Human BM-MSC Micropellet Development in AggreWell^™ Plates

The feasibility of creating micropellets of BM-MSCs in the AggreWell^™ plates was evaluated by varying the number of cells per well from 2 × 10⁵ to 1 × 10⁴ (results not shown). We found that consistent aggregates could be formed under both 20% and 2% O₂ using 2 × 10⁵ cells/well, a common number of MSCs used in conventional pellet culture. At this density, aggregates formed under both oxygen environments within 14 days, albeit with different morphologies (Fig. 1). Micropellets under 2% O₂ appeared to be more loosely aggregated while those under 20% O₂ formed smaller compacted masses. Micropellets from both oxygen environments were easily collected for analysis at day 14 using only a pipette to dislodge them from microwells. All subsequent studies therefore used 2 × 10⁵ cells per centrifuge tube or per well (~170 cells/microwell).

Figure 1.

Morphological changes of human BM-MSC micropellets over 14 days of chondrogenic induction in AggreWell^™ plates under 20% and 2% O₂ environments. Scale bar: 200 μm.

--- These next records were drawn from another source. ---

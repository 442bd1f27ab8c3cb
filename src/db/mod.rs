use async_trait::async_trait;
use uuid::Uuid;

use crate::error::{AppError, AppResult};
use crate::models::{NewProduct, Product, UpdateProduct};

#[cfg(test)]
pub mod memory;
pub mod postgres;

#[cfg(test)]
pub use memory::MemoryProductStore;
pub use postgres::PgProductStore;

/// Storage client shared by every request handler.
#[async_trait]
pub trait ProductStore: Send + Sync {
    /// All products, unfiltered, in whatever order the backend returns them.
    async fn list(&self) -> AppResult<Vec<Product>>;

    async fn get(&self, id: Uuid) -> AppResult<Product>;

    /// Persists `product` under a freshly assigned id.
    async fn insert(&self, product: NewProduct) -> AppResult<Product>;

    async fn update(&self, id: Uuid, changes: UpdateProduct) -> AppResult<Product>;

    async fn delete(&self, id: Uuid) -> AppResult<()>;
}

pub(crate) fn not_found(id: Uuid) -> AppError {
    AppError::NotFound(format!("Product {} not found", id))
}
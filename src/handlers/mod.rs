pub mod products;

use axum::{http::StatusCode, Json};
use serde_json::json;

pub async fn health() -> (StatusCode, Json<serde_json::Value>) {
    (StatusCode::OK, Json(json!({ "status": "ok", "service": "product-api" })))
}
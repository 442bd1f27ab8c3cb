use async_trait::async_trait;
use indexmap::IndexMap;
use tokio::sync::RwLock;
use uuid::Uuid;

use super::{not_found, ProductStore};
use crate::error::AppResult;
use crate::models::{NewProduct, Product, UpdateProduct};

/// Insertion-ordered store used by the router tests.
#[derive(Debug, Default)]
pub struct MemoryProductStore {
    products: RwLock<IndexMap<Uuid, Product>>,
}

impl MemoryProductStore {
    pub fn new() -> Self {
        Self::default()
    }

    pub async fn len(&self) -> usize {
        self.products.read().await.len()
    }
}

#[async_trait]
impl ProductStore for MemoryProductStore {
    async fn list(&self) -> AppResult<Vec<Product>> {
        Ok(self.products.read().await.values().cloned().collect())
    }

    async fn get(&self, id: Uuid) -> AppResult<Product> {
        self.products
            .read()
            .await
            .get(&id)
            .cloned()
            .ok_or_else(|| not_found(id))
    }

    async fn insert(&self, product: NewProduct) -> AppResult<Product> {
        let product = product.with_id(Uuid::new_v4());
        self.products.write().await.insert(product.id, product.clone());
        Ok(product)
    }

    async fn update(&self, id: Uuid, changes: UpdateProduct) -> AppResult<Product> {
        let mut products = self.products.write().await;
        let product = products.get_mut(&id).ok_or_else(|| not_found(id))?;
        changes.apply_to(product);
        Ok(product.clone())
    }

    async fn delete(&self, id: Uuid) -> AppResult<()> {
        // shift_remove keeps the remaining entries in insertion order
        self.products
            .write()
            .await
            .shift_remove(&id)
            .map(|_| ())
            .ok_or_else(|| not_found(id))
    }
}

#[cfg(test)]
mod tests {
    use super::*;
    use crate::error::AppError;
    use chrono::Utc;

    fn new_product(name: &str) -> NewProduct {
        NewProduct {
            name: name.to_string(),
            price: 1.0,
            description: None,
            created_at: Utc::now(),
        }
    }

    #[tokio::test]
    async fn list_preserves_insertion_order_after_delete() {
        let store = MemoryProductStore::new();
        let a = store.insert(new_product("A")).await.unwrap();
        let b = store.insert(new_product("B")).await.unwrap();
        let c = store.insert(new_product("C")).await.unwrap();
        store.delete(b.id).await.unwrap();

        let ids: Vec<Uuid> = store.list().await.unwrap().iter().map(|p| p.id).collect();
        assert_eq!(ids, vec![a.id, c.id]);
    }

    #[tokio::test]
    async fn unknown_id_is_not_found_everywhere() {
        let store = MemoryProductStore::new();
        let id = Uuid::new_v4();
        assert!(matches!(store.get(id).await, Err(AppError::NotFound(_))));
        assert!(matches!(
            store.update(id, UpdateProduct::default()).await,
            Err(AppError::NotFound(_))
        ));
        assert!(matches!(store.delete(id).await, Err(AppError::NotFound(_))));
    }
}
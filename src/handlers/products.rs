use axum::{
    extract::{rejection::JsonRejection, Path, State},
    http::StatusCode,
    Json,
};
use chrono::Utc;
use serde_json::json;
use tracing::info;
use uuid::Uuid;

use crate::{
    error::{AppError, AppResult},
    models::{CreateProduct, Product, UpdateProduct},
    AppState,
};

/// A path segment that is not a UUID cannot name any stored product.
fn parse_id(raw: &str) -> AppResult<Uuid> {
    Uuid::parse_str(raw)
        .map_err(|_| AppError::NotFound(format!("Product {} not found", raw)))
}

// ── List ──────────────────────────────────────────────────────────────────────

pub async fn list_products(State(state): State<AppState>) -> AppResult<Json<Vec<Product>>> {
    let products = state.store.list().await?;
    info!(count = products.len(), "Listed products");
    Ok(Json(products))
}

// ── Create ────────────────────────────────────────────────────────────────────

pub async fn create_product(
    State(state): State<AppState>,
    payload: Result<Json<CreateProduct>, JsonRejection>,
) -> AppResult<(StatusCode, Json<Product>)> {
    let Json(payload) = payload?;
    let new_product = payload.into_new_product(Utc::now())?;
    let product = state.store.insert(new_product).await?;

    info!(id = %product.id, name = %product.name, "Created product");
    Ok((StatusCode::CREATED, Json(product)))
}

// ── Get by ID ─────────────────────────────────────────────────────────────────

pub async fn get_product(
    State(state): State<AppState>,
    Path(id): Path<String>,
) -> AppResult<Json<Product>> {
    let id = parse_id(&id)?;
    let product = state.store.get(id).await?;
    info!(id = %id, "Fetched product");
    Ok(Json(product))
}

// ── Update ────────────────────────────────────────────────────────────────────

pub async fn update_product(
    State(state): State<AppState>,
    Path(id): Path<String>,
    payload: Result<Json<UpdateProduct>, JsonRejection>,
) -> AppResult<Json<Product>> {
    let id = parse_id(&id)?;
    let Json(changes) = payload?;
    changes.validate()?;
    let product = state.store.update(id, changes).await?;
    info!(id = %id, "Updated product");
    Ok(Json(product))
}

// ── Delete ────────────────────────────────────────────────────────────────────

pub async fn delete_product(
    State(state): State<AppState>,
    Path(id): Path<String>,
) -> AppResult<Json<serde_json::Value>> {
    let id = parse_id(&id)?;
    state.store.delete(id).await?;
    info!(id = %id, "Deleted product");
    Ok(Json(json!({ "message": "Product deleted", "id": id })))
}
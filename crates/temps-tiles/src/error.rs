use thiserror::Error;

/// Unified error type for all tile provider operations
#[derive(Error, Debug)]
pub enum ProviderError {
    /// Invalid or missing configuration
    #[error("Invalid configuration: {0}")]
    Config(String),

    /// No provider registered under the requested name
    #[error("No providers registered by the name: {name}, known providers({})", known.join(","))]
    UnknownProvider { name: String, known: Vec<String> },

    /// A provider with this name is already registered
    #[error("Provider {0} already exists")]
    DuplicateProvider(String),

    /// Requested layer is not configured on the provider
    #[error("Layer not found: {0}")]
    LayerNotFound(String),

    /// Tile coordinates or extents are out of range
    #[error("Invalid tile: {0}")]
    InvalidTile(String),

    /// Could not reach the backing data source
    #[error("Connection failed: {0}")]
    Connection(String),

    /// Backend query execution failed
    #[error("Query failed: {0}")]
    Query(String),

    /// Row or geometry had an unexpected shape or type
    #[error("Decode error: {0}")]
    Decode(String),

    /// Provider has been closed
    #[error("Provider closed: {0}")]
    ProviderClosed(String),

    /// Streaming stopped at the consumer's or caller's request.
    /// Not a failure; callers should not log this as an error.
    #[error("Canceled")]
    Canceled,
}

impl ProviderError {
    /// Create an invalid configuration error
    pub fn config(msg: impl Into<String>) -> Self {
        ProviderError::Config(msg.into())
    }

    /// Create a configuration error naming a missing key
    pub fn missing_key(key: &str) -> Self {
        ProviderError::Config(format!("missing required key: {}", key))
    }

    /// Create a query error
    pub fn query(msg: impl Into<String>) -> Self {
        ProviderError::Query(msg.into())
    }

    /// Create a decode error
    pub fn decode(msg: impl Into<String>) -> Self {
        ProviderError::Decode(msg.into())
    }

    /// True if this is the cancellation signal rather than a failure
    pub fn is_canceled(&self) -> bool {
        matches!(self, ProviderError::Canceled)
    }
}

pub type Result<T> = std::result::Result<T, ProviderError>;

#[cfg(test)]
mod tests {
    use super::*;

    #[test]
    fn test_unknown_provider_lists_known_names() {
        let err = ProviderError::UnknownProvider {
            name: "nope".to_string(),
            known: vec!["geojson".to_string(), "postgis".to_string()],
        };
        assert_eq!(
            err.to_string(),
            "No providers registered by the name: nope, known providers(geojson,postgis)"
        );
    }

    #[test]
    fn test_canceled_is_distinguishable() {
        assert!(ProviderError::Canceled.is_canceled());
        assert!(!ProviderError::query("boom").is_canceled());
    }
}
//! Pooled tokio-postgres connections exposed as a [`RowSource`].

use crate::config::PostgisConfig;
use crate::pg_types::convert_row;
use crate::row::{RowSource, RowStream};
use async_stream::try_stream;
use async_trait::async_trait;
use deadpool::managed::{Manager, Metrics, Object, Pool, RecycleError, RecycleResult};
use futures::StreamExt;
use temps_tiles::{ProviderError, Result};
use tokio_postgres::types::ToSql;
use tokio_postgres::{Client, NoTls};
use tracing::{debug, error};

/// Manager for deadpool that opens and health-checks PostgreSQL clients
pub struct PgManager {
    config: tokio_postgres::Config,
}

impl Manager for PgManager {
    type Type = Client;
    type Error = tokio_postgres::Error;

    async fn create(&self) -> std::result::Result<Client, tokio_postgres::Error> {
        let (client, connection) = self.config.connect(NoTls).await?;

        // Spawn connection handler
        tokio::spawn(async move {
            if let Err(e) = connection.await {
                error!("PostgreSQL connection error: {}", e);
            }
        });

        Ok(client)
    }

    async fn recycle(
        &self,
        client: &mut Client,
        _metrics: &Metrics,
    ) -> RecycleResult<tokio_postgres::Error> {
        if client.is_closed() {
            return Err(RecycleError::message("connection closed"));
        }
        Ok(())
    }
}

/// PostgreSQL row source backed by a bounded connection pool
pub struct PgRowSource {
    pool: Pool<PgManager>,
    target: String,
}

impl PgRowSource {
    /// Build the pool. No connection is opened until first use.
    pub fn new(config: &PostgisConfig) -> Result<Self> {
        let manager = PgManager {
            config: config.pg_config(),
        };

        let pool = Pool::builder(manager)
            .max_size(config.max_connections)
            .build()
            .map_err(|e| ProviderError::config(format!("failed to build connection pool: {}", e)))?;

        Ok(Self {
            pool,
            target: config.display_target(),
        })
    }

    async fn checkout(&self) -> Result<Object<PgManager>> {
        self.pool.get().await.map_err(|e| {
            ProviderError::Connection(format!("PostgreSQL {}: {}", self.target, e))
        })
    }

    /// Check out one connection and run a trivial statement
    pub async fn ping(&self) -> Result<()> {
        debug!("Connecting to PostgreSQL: {}", self.target);

        let client = self.checkout().await?;
        client.simple_query("SELECT 1").await.map_err(|e| {
            ProviderError::Connection(format!("PostgreSQL {}: {}", self.target, e))
        })?;

        debug!("Successfully connected to PostgreSQL: {}", self.target);
        Ok(())
    }
}

#[async_trait]
impl RowSource for PgRowSource {
    async fn query(&self, sql: &str) -> Result<RowStream> {
        let client = self.checkout().await?;

        debug!("Executing query: {}", sql);
        let rows = client
            .query_raw(sql, std::iter::empty::<&(dyn ToSql + Sync)>())
            .await
            .map_err(|e| ProviderError::query(e.to_string()))?;

        // The stream owns the pooled client; dropping it returns the connection
        let stream: RowStream = Box::pin(try_stream! {
            let _client = client;
            futures::pin_mut!(rows);
            while let Some(row) = rows.next().await {
                let row = row.map_err(|e| ProviderError::query(e.to_string()))?;
                yield convert_row(&row)?;
            }
        });

        Ok(stream)
    }

    async fn close(&self) {
        debug!("Closing PostgreSQL pool: {}", self.target);
        self.pool.close();
    }
}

Proteoglycan Production in Normoxic and Hypoxic Micropellets and Pellets

The proteoglycan production of micropellets was compared to that of conventional pellets by quantifying the total amount of sGAGs released over the course of chondrogenic induction and the amount retained within the aggregates' matrices. While 20% O₂ pellets displayed a relatively level profile, the amount released by 2% O₂ pellets showed a slightly increasing profile over 14 days (Fig. 2A). Micropellets differentiated at 20% O₂ generally displayed a steady but elevated release profile of sGAGs, while 2% O₂ micropellets had a distinctly linear sGAG release profile (Fig. 2B). The 2% O₂ pellets retained nearly twice the fraction of their total sGAGs as the 20% O₂ pellets (Fig. 2C) and correspondingly produced twice as much per microgram of DNA within the matrix (Fig. 2D). Micropellets cultured at 2% O₂, meanwhile, produced 8.2- and 4.0-fold more total sGAGs than pellets at 20% and 2% O₂, respectively (Fig. 2C). The increase was also reflected in the amount of sGAGs retained with 6.3- and 1.6-fold more sGAGs within the aggregate mass of 2% O₂ micropellets. While 2% O₂ micropellets retained less than half the fraction of their total as 2% O₂ pellets (Fig. 2C), the increase in total released was of such a magnitude that the amount within the aggregates' matrices per DNA was not significantly different (Fig. 2D). The compact 20% O₂ micropellets were typically found to have very little DNA after 14 days and a low amount of sGAGs within the collected aggregate mass. We suspected that these micropellets experienced substantial cell death as there were often relatively few remaining after 10–14 days. Per DNA, the amount of sGAGs was statistically equivalent to that produced in the conventional 20% O₂ pellet (Fig. 2D).

Figure 2.

Production of sGAGs by human BM-MSC pellets and micropellets differentiated under 20% and 2% O₂. The release profile of sGAGs over 14 days was determined by the quantity released into the supernatant between medium exchanges for (A) conventional pellet cultures and (B) micropellet cultures. (C) The total amount of sGAGs produced over 14 days and the amount retained within the pellets and micropellets after 14 days. (D) The amount of sGAGs that was retained within the pellets and micropellets normalized to DNA. All values are mean ± SD for n = 10 samples from three independent experiments. Statistical significance was determined by ANOVA with Tukey post hoc tests. ^*p < 0.05 compared to 20% O₂ pellets; †p < 0.05 compared to 2% O₂ pellets. sGAGs, sulfated glycosaminoglycans.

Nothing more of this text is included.